From: will.deacon@arm.com (Will Deacon)
To: linux-arm-kernel@lists.infradead.org
Subject: Perf Event support for ARMv7 (was: Re: [PATCH 5/5] arm/perfevents: implement perf event support for ARMv6)
Date: Mon, 4 Jan 2010 16:52:01 -0000 [thread overview]
Message-ID: <000101ca8d5e$3ce84e20$b6b8ea60$@deacon@arm.com> (raw)
In-Reply-To: <200912291458.20609.jpihet@mvista.com>
Hi Jean,
Thanks for this. Feedback inline.
* Jean Pihet wrote:
> Here is the updated patch after testing on HW.
> I will rebase it on Jamie's latest patch set as soon as they are out.
>
> Feedback is welcome!
> Some remarks and questions:
>
> 1) The number of available counters can reach 32 on ARMv7, so the macro
> ARMPMU_MAX_HWEVENTS is now defined as 32. Is that correct?
I think index 0 is reserved for the events array, so this should probably be 33.
Hopefully that doesn't break any bitmasks.
> 2) Please note that the Cortex-A9 events do not easily map to the predefined
> events. Cf. armv7_a9_perf_map and armv7_a9_perf_cache_map in the code.
> - the PERF_COUNT_HW_INSTRUCTIONS event is not found. It looks like the number
> of instructions is calculated by adding events numbers (events from 0x70 till
> 0x74: MAIN_UNIT_EXECUTED_INST, SECOND_UNIT_EXECUTED_INST,
> LD_ST_UNIT_EXECUTED_INST, FP_EXECUTED_INST and NEON_EXECUTED_INST),
Event 0x68 - `Instructions coming out of the core renaming stage'
can be used as an approximation for PERF_COUNT_HW_INSTRUCTIONS.
> - the HW_BRANCH events are not found
0x0c is HW_BRANCH_INSTRUCTIONS and 0x10 is HW_BRANCH_MISSES.

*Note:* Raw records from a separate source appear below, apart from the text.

//! Decoding of command request bodies into a [`ParamMap`].
//!
//! - `application/json`: the body object maps parameter names to values.
//! - `multipart/form-data`: a part typed `application/json` carries the
//!   parameter object; every other part is an uploaded file keyed by its
//!   filename (or field name), valued by its raw bytes. Files win over JSON
//!   values of the same name.
//! - anything else: no parameters.

use axum::body::Bytes;
use axum::extract::{FromRequest, Multipart, Request};
use axum::http::header::CONTENT_TYPE;
use axum::http::StatusCode;
use serde_json::{Map, Value};
use servecmd_core::execution::params::{ParamMap, ParamValue};

use crate::error::AppError;

const JSON_CONTENT_TYPE: &str = "application/json";
const MULTIPART_CONTENT_TYPE: &str = "multipart/form-data";

/// Extractor yielding the parameter values of a command request.
#[derive(Debug, Default)]
pub struct CommandParams(pub ParamMap);

impl<S> FromRequest<S> for CommandParams
where
    S: Send + Sync,
{
    type Rejection = AppError;

    async fn from_request(req: Request, state: &S) -> Result<Self, Self::Rejection> {
        let content_type = req
            .headers()
            .get(CONTENT_TYPE)
            .and_then(|v| v.to_str().ok())
            .unwrap_or_default()
            .to_ascii_lowercase();

        if content_type.starts_with(JSON_CONTENT_TYPE) {
            let body = Bytes::from_request(req, state)
                .await
                .map_err(|e| body_error(e.status(), e.body_text()))?;
            let mut params = ParamMap::new();
            if !body.is_empty() {
                merge_json(&mut params, parse_object(&body)?);
            }
            Ok(Self(params))
        } else if content_type.starts_with(MULTIPART_CONTENT_TYPE) {
            let multipart = Multipart::from_request(req, state)
                .await
                .map_err(|e| body_error(e.status(), e.body_text()))?;
            read_multipart(multipart).await.map(Self)
        } else {
            Ok(Self::default())
        }
    }
}

async fn read_multipart(mut multipart: Multipart) -> Result<ParamMap, AppError> {
    let mut json_fields: Option<Map<String, Value>> = None;
    let mut files: Vec<(String, Vec<u8>)> = Vec::new();

    while let Some(field) = multipart
        .next_field()
        .await
        .map_err(|e| body_error(e.status(), e.body_text()))?
    {
        let is_json = field
            .content_type()
            .is_some_and(|ct| ct.to_ascii_lowercase().starts_with(JSON_CONTENT_TYPE));
        let key = field
            .file_name()
            .or_else(|| field.name())
            .map(str::to_string);

        let data = field
            .bytes()
            .await
            .map_err(|e| body_error(e.status(), e.body_text()))?;

        if is_json {
            json_fields = Some(parse_object(&data)?);
        } else if let Some(key) = key {
            files.push((key, data.to_vec()));
        } else {
            tracing::debug!(size = data.len(), "Ignoring unnamed multipart field");
        }
    }

    let mut params = ParamMap::new();
    if let Some(fields) = json_fields {
        merge_json(&mut params, fields);
    }
    for (key, bytes) in files {
        params.insert(key, ParamValue::Bytes(bytes));
    }
    Ok(params)
}

/// Body read failures keep 413 for oversized bodies; everything else is 400.
fn body_error(status: StatusCode, message: String) -> AppError {
    if status == StatusCode::PAYLOAD_TOO_LARGE {
        AppError::PayloadTooLarge(message)
    } else {
        AppError::BadRequest(message)
    }
}

fn parse_object(bytes: &[u8]) -> Result<Map<String, Value>, AppError> {
    match serde_json::from_slice(bytes) {
        Ok(Value::Object(map)) => Ok(map),
        Ok(_) => Err(AppError::BadRequest(
            "Request parameters must be a JSON object".to_string(),
        )),
        Err(e) => Err(AppError::BadRequest(format!("Invalid JSON body: {e}"))),
    }
}

/// Insert JSON fields as text values; `null` counts as not supplied.
fn merge_json(params: &mut ParamMap, fields: Map<String, Value>) {
    for (key, value) in fields {
        let text = match value {
            Value::Null => continue,
            Value::String(s) => s,
            other => other.to_string(),
        };
        params.insert(key, ParamValue::Text(text));
    }
}

// ---------------------------------------------------------------------------
// Tests
// ---------------------------------------------------------------------------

0x12 is the number of predictable branch instructions executed, so the mispredict
rate is 0x10/0x12. These events are defined for v7, so A8 should take these
definitions too.
> - the global cache events 0x50 and 0x51 define the COHERENT_LINE_HIT and
> COHERENT_LINE_MISS events, is that correct?
0x50 is COHERENT_LINE_MISS and 0x51 is COHERENT_LINE_HIT. These are only available
on A9 with SMP.
> - L1 and L2 cache events are not found. Those could be available in separate
> PL310 registers, TBC
We could use 0x01 for icache miss, 0x03 for dcache miss and 0x04 for dcache access.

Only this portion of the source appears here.